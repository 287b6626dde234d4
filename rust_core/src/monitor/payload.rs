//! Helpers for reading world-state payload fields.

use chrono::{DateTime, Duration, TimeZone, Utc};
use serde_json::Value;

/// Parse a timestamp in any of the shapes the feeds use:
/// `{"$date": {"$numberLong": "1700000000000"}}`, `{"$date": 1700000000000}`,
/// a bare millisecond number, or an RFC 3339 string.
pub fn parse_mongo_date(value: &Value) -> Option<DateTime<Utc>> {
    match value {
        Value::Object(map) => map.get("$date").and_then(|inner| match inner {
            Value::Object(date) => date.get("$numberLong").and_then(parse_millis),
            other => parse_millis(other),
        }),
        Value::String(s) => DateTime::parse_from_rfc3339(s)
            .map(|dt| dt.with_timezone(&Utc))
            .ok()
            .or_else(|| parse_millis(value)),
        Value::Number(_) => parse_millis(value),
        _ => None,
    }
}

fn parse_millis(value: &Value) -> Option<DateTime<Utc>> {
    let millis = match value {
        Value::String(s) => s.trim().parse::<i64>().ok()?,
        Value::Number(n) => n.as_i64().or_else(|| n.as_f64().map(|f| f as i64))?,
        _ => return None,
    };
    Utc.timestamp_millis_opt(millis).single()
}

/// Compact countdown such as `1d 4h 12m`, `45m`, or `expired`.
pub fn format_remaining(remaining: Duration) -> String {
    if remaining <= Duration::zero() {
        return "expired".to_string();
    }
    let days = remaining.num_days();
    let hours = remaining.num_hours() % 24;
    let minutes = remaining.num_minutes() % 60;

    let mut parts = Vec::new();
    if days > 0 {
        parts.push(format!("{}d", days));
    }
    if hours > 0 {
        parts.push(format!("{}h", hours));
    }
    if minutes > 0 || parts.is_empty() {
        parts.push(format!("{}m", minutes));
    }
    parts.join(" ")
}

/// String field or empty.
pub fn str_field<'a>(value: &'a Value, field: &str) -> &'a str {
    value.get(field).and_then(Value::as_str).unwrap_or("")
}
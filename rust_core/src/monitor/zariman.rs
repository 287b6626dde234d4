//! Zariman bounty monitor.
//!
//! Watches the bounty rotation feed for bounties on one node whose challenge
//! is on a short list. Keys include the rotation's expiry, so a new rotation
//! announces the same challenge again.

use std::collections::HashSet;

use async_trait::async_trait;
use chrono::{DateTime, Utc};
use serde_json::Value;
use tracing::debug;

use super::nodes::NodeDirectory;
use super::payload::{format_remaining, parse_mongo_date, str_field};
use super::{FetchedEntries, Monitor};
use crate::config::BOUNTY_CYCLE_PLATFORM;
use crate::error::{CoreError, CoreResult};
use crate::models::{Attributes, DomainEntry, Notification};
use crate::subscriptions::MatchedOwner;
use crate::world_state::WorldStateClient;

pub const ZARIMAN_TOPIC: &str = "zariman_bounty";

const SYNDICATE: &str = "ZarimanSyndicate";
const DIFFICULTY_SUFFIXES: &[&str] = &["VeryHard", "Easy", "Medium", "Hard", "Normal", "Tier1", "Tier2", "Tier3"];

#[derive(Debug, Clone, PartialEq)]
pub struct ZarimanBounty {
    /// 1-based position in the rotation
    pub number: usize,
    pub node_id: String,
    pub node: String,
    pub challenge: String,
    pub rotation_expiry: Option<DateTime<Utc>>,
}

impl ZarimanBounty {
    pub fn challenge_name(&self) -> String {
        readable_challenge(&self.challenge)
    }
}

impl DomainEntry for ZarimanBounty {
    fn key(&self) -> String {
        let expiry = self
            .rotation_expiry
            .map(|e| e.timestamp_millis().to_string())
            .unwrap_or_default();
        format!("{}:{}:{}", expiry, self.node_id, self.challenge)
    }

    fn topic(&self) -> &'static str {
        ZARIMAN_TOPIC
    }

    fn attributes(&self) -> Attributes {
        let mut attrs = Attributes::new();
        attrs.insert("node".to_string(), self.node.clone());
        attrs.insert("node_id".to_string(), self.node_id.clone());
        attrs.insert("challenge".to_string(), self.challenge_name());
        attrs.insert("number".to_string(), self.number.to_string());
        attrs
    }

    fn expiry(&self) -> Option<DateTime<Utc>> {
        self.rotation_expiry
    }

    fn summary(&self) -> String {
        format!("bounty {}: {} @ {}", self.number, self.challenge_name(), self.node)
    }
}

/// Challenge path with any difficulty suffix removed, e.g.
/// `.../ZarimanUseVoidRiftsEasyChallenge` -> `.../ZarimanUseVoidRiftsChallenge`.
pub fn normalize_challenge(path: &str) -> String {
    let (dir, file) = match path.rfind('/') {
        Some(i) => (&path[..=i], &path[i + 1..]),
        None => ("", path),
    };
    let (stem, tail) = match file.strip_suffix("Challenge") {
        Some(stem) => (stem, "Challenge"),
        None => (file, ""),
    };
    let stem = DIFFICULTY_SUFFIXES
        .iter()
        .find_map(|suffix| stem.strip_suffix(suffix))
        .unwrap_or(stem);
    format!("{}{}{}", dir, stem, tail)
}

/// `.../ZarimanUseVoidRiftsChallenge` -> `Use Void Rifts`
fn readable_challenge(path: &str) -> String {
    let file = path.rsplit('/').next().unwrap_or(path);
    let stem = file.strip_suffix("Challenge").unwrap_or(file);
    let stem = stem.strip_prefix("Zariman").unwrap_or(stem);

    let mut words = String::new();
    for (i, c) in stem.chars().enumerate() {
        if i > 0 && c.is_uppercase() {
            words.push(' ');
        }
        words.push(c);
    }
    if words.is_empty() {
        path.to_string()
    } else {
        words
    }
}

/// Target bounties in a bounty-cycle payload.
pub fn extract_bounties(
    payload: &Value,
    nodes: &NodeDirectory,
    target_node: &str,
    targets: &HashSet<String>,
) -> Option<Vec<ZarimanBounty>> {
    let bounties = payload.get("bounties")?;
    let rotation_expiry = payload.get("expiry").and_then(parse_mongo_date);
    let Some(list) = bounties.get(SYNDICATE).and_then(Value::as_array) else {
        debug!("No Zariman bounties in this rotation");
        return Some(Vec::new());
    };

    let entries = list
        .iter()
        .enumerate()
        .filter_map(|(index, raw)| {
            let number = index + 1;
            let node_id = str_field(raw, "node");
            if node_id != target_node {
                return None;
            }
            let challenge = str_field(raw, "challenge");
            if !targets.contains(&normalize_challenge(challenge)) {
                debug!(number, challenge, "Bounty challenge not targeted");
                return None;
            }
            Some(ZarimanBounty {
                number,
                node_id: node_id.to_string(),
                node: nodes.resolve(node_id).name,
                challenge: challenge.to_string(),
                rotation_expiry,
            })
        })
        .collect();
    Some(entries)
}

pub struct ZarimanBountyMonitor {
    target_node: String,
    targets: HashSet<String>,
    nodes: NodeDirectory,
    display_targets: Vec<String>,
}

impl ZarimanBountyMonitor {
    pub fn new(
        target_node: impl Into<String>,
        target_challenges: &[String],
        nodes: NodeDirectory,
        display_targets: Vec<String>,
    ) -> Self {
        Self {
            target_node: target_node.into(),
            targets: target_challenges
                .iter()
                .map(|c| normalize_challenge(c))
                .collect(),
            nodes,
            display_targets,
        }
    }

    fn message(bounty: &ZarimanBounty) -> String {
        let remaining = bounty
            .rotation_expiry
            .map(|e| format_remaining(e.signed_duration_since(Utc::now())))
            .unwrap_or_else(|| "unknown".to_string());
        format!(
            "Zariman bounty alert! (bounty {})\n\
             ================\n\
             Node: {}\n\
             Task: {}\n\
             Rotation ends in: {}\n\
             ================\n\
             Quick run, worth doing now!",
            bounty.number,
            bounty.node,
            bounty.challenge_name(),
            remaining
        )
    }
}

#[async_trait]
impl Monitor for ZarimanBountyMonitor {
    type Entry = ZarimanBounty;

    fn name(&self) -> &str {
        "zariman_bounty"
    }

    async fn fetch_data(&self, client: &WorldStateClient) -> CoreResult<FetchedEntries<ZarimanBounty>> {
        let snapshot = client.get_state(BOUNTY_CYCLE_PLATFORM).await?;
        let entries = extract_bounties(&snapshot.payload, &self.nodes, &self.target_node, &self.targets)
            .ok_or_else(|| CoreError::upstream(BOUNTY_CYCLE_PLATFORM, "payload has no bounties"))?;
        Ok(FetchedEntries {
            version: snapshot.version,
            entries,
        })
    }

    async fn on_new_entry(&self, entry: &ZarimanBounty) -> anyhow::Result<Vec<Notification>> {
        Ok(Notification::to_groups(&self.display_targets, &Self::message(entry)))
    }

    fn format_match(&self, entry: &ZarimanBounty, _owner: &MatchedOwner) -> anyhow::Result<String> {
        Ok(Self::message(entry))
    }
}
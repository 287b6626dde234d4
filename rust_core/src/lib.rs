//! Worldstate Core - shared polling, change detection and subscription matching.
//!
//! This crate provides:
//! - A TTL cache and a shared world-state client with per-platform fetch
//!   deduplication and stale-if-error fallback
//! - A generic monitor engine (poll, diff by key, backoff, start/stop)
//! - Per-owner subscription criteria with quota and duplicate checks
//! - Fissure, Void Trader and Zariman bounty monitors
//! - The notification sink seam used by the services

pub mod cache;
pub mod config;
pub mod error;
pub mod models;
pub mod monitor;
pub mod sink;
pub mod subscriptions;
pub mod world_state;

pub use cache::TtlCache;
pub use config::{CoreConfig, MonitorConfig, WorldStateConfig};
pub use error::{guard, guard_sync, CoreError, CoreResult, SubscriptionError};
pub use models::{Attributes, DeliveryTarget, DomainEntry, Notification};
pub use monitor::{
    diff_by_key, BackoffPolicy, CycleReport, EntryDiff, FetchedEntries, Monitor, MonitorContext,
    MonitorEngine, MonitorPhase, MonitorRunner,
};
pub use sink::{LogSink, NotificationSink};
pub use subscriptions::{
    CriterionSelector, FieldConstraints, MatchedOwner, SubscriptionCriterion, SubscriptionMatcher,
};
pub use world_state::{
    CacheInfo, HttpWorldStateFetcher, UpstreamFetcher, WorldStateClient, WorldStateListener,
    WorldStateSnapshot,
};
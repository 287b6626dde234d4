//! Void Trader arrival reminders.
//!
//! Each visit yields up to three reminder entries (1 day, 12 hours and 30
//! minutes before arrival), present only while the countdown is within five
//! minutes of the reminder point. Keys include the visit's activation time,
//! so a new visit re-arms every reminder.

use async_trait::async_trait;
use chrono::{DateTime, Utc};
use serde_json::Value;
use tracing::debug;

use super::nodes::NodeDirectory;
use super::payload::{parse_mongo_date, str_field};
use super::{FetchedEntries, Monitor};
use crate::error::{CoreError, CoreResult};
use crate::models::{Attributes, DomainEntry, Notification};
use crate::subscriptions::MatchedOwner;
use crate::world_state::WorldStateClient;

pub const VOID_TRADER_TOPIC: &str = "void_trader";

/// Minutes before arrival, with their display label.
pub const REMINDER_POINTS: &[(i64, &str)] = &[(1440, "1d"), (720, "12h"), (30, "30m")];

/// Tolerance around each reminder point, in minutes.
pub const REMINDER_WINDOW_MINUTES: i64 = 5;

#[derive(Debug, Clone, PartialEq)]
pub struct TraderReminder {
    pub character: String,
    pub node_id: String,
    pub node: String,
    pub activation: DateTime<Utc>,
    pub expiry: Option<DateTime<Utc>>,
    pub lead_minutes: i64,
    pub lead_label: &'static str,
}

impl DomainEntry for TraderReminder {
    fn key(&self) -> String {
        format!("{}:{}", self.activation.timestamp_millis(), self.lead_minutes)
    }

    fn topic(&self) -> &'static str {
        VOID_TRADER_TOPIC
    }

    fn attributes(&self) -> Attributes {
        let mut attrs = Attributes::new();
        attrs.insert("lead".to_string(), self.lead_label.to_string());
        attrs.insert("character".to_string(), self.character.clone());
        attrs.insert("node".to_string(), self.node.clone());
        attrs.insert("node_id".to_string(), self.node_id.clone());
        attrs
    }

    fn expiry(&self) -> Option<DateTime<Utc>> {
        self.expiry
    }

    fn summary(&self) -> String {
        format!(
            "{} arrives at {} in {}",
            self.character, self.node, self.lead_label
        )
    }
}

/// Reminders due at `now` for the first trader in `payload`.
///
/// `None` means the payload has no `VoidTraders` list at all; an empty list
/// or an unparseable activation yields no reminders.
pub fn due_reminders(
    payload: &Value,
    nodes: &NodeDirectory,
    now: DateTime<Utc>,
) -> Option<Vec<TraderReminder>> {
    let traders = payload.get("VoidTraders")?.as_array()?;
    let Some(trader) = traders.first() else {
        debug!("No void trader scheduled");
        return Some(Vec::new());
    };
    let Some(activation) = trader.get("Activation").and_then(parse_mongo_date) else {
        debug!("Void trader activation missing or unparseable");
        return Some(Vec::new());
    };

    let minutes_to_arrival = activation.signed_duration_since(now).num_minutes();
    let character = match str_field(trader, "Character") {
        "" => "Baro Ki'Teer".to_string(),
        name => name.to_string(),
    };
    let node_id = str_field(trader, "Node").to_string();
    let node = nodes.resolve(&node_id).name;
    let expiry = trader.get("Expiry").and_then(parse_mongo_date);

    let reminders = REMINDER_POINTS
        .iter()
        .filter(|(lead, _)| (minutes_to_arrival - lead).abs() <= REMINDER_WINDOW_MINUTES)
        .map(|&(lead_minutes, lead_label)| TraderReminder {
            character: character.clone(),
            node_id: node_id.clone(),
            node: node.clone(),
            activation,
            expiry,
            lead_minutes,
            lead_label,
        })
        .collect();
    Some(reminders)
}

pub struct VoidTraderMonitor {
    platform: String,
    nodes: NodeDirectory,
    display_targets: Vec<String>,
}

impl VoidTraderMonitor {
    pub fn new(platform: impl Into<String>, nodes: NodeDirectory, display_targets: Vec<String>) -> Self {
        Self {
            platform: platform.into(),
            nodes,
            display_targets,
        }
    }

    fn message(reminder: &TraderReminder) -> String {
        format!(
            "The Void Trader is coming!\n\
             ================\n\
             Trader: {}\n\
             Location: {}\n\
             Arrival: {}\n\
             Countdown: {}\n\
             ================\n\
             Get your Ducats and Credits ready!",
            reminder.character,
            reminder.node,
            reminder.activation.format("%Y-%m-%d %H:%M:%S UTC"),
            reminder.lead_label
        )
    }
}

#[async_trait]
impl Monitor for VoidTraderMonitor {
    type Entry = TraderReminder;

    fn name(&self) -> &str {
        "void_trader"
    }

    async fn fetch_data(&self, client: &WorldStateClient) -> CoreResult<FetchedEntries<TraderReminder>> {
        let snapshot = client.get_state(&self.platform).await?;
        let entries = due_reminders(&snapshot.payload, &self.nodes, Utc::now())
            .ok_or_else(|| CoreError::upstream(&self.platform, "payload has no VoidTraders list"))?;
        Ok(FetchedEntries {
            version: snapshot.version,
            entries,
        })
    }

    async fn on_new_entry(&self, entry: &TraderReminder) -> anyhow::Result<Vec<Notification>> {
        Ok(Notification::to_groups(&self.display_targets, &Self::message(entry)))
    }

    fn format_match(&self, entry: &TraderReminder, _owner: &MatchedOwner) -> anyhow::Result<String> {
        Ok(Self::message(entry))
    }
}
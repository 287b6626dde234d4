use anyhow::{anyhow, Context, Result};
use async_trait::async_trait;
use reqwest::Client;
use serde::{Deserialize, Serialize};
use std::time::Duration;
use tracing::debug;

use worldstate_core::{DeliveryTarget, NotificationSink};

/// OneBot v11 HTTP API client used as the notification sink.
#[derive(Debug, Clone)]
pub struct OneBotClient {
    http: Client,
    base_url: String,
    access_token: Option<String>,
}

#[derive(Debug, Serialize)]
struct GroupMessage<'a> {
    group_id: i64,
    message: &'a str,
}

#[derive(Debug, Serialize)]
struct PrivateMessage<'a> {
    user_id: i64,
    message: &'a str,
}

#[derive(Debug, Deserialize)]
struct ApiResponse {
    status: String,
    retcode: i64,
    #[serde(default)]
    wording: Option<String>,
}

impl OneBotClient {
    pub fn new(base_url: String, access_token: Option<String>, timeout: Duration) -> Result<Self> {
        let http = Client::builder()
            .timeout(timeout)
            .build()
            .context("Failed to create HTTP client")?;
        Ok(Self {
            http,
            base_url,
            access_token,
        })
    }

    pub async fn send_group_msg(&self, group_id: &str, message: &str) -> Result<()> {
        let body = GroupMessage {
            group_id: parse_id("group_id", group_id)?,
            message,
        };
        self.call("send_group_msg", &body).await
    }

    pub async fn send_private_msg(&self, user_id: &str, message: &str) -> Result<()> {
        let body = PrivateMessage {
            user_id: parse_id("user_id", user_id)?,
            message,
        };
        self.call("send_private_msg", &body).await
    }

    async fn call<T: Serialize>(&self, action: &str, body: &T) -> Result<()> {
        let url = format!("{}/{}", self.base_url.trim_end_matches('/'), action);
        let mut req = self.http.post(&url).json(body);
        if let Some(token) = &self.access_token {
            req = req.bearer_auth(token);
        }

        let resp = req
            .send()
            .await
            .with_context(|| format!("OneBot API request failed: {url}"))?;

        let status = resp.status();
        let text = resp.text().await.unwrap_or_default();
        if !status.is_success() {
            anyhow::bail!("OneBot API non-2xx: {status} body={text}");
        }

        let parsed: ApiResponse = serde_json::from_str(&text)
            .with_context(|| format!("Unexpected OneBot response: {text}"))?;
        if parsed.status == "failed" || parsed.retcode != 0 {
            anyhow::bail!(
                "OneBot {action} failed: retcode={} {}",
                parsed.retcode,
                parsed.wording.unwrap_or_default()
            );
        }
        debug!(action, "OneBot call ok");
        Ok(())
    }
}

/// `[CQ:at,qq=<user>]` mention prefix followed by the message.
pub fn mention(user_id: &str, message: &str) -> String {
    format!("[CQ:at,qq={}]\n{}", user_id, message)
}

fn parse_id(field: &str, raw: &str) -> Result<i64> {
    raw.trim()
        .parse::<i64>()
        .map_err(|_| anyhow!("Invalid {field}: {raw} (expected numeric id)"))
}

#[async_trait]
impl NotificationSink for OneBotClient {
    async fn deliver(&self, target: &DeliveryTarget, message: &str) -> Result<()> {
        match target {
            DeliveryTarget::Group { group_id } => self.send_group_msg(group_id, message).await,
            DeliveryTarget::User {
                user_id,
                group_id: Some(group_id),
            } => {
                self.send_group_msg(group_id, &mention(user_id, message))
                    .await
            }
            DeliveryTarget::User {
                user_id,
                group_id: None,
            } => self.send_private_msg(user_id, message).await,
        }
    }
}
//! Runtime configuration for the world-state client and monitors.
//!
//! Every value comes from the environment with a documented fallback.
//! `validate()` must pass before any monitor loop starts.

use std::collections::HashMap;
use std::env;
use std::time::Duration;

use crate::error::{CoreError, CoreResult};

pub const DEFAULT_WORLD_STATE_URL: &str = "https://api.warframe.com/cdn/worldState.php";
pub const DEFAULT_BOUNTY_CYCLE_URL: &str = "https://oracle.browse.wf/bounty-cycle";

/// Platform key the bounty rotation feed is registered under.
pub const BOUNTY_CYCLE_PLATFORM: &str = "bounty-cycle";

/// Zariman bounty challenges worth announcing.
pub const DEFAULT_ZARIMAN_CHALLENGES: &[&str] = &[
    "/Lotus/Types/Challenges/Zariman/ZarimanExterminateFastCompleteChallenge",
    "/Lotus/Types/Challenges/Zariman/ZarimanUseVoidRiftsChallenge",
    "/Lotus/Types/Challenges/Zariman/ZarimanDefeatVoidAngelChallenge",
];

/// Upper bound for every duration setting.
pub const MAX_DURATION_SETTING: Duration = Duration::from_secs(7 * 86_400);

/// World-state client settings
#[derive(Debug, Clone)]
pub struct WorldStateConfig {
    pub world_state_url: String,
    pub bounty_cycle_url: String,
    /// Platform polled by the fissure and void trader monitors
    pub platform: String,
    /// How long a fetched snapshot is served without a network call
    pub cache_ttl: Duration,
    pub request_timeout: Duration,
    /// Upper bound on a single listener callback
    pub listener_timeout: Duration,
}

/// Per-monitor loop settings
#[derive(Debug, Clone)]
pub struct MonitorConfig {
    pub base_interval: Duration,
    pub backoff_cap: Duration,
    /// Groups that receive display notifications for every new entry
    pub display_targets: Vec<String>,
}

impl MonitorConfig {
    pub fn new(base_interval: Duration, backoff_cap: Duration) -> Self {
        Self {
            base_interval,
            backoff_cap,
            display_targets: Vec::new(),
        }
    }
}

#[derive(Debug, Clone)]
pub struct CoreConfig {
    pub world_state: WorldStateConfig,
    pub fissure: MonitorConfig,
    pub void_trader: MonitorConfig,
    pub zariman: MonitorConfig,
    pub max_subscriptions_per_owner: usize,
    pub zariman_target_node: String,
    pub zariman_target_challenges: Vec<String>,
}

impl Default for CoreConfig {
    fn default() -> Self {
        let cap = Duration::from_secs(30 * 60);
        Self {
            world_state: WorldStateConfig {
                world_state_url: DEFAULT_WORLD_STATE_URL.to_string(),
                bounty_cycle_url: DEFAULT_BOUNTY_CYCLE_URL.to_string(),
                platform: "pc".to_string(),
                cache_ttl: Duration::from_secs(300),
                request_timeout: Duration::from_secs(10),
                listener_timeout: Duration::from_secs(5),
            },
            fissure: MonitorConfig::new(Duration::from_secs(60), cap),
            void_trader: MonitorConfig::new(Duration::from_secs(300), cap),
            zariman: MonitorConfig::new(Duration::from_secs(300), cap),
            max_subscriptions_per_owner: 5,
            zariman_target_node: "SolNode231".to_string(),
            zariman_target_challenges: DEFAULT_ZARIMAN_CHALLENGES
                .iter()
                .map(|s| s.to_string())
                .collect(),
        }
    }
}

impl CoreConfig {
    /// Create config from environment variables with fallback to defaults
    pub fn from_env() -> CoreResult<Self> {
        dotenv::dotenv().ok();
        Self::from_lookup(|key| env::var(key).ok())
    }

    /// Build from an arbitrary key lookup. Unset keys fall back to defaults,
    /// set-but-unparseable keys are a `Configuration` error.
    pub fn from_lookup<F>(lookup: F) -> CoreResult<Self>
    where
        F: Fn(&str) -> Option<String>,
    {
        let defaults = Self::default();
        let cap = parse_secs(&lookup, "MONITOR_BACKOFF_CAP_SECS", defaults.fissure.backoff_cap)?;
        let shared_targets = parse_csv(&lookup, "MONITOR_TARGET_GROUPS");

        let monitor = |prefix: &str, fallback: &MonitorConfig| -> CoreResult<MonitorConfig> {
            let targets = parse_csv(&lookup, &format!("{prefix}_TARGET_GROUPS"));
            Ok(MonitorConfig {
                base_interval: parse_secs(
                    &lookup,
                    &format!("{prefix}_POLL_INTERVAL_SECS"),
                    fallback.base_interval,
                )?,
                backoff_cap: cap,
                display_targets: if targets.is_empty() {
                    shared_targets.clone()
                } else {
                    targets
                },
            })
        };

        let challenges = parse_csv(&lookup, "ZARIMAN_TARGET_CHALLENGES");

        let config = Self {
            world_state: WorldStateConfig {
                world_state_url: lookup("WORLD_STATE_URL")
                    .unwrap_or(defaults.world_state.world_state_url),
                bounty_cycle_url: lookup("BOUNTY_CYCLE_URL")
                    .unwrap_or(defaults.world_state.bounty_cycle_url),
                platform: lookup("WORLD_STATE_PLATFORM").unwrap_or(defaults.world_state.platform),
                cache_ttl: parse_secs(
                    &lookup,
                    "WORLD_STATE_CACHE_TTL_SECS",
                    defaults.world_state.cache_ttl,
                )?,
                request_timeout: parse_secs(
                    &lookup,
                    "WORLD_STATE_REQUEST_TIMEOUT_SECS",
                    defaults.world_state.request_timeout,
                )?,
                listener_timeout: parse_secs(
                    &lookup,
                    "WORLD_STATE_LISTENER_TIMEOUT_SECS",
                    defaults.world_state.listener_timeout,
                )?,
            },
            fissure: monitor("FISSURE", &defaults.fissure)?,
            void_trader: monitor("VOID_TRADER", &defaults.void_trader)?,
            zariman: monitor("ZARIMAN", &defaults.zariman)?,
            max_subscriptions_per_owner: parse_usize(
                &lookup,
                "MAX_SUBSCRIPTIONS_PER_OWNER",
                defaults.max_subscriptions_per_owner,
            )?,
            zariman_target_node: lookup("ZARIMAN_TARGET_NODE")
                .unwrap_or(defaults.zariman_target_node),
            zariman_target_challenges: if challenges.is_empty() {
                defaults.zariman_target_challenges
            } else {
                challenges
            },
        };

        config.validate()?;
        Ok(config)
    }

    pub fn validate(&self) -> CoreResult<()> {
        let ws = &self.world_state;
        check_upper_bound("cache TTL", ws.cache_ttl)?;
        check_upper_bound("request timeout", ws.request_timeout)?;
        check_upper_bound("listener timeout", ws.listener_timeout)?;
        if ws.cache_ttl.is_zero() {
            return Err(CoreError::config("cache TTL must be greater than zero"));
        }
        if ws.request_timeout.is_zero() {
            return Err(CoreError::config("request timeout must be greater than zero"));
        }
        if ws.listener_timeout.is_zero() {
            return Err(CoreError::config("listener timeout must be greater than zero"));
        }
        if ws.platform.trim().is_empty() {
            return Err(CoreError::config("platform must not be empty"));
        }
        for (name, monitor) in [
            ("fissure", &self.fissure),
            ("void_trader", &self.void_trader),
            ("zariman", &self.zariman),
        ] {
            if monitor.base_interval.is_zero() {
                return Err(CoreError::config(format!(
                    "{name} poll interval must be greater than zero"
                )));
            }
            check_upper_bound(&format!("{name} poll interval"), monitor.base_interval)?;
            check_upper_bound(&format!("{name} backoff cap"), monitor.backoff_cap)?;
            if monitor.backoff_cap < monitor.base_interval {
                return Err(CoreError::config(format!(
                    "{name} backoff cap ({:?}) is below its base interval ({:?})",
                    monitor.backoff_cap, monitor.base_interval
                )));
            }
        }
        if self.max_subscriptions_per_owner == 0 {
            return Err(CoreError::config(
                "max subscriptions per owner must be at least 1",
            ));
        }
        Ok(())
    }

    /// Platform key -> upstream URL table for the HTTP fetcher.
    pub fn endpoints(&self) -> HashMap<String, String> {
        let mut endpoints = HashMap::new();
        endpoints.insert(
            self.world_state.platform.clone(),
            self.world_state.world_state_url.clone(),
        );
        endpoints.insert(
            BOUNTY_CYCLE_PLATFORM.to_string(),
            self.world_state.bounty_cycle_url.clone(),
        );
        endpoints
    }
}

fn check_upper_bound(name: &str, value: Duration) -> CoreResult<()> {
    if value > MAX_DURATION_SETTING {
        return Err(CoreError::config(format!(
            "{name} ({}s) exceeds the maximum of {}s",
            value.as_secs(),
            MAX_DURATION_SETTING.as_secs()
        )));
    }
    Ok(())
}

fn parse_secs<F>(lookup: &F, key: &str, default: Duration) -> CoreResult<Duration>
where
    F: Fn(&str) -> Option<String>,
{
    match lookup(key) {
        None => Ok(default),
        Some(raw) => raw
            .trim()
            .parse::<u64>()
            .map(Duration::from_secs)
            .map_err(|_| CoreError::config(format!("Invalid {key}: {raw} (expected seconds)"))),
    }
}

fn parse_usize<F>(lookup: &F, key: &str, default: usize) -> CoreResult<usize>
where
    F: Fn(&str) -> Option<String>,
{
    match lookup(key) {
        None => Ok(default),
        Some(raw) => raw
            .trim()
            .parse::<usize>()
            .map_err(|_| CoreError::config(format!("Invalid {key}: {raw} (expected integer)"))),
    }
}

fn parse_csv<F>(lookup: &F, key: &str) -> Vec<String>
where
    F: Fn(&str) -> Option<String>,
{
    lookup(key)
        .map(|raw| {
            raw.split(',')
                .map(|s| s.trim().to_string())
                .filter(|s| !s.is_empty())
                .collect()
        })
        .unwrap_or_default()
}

EXERCISE GOAL:
Show each line of the material holding "push".

RESULT:
        parts.push(format!("{}d", days));
        parts.push(format!("{}h", hours));
        parts.push(format!("{}m", minutes));
            words.push(' ');
        words.push(c);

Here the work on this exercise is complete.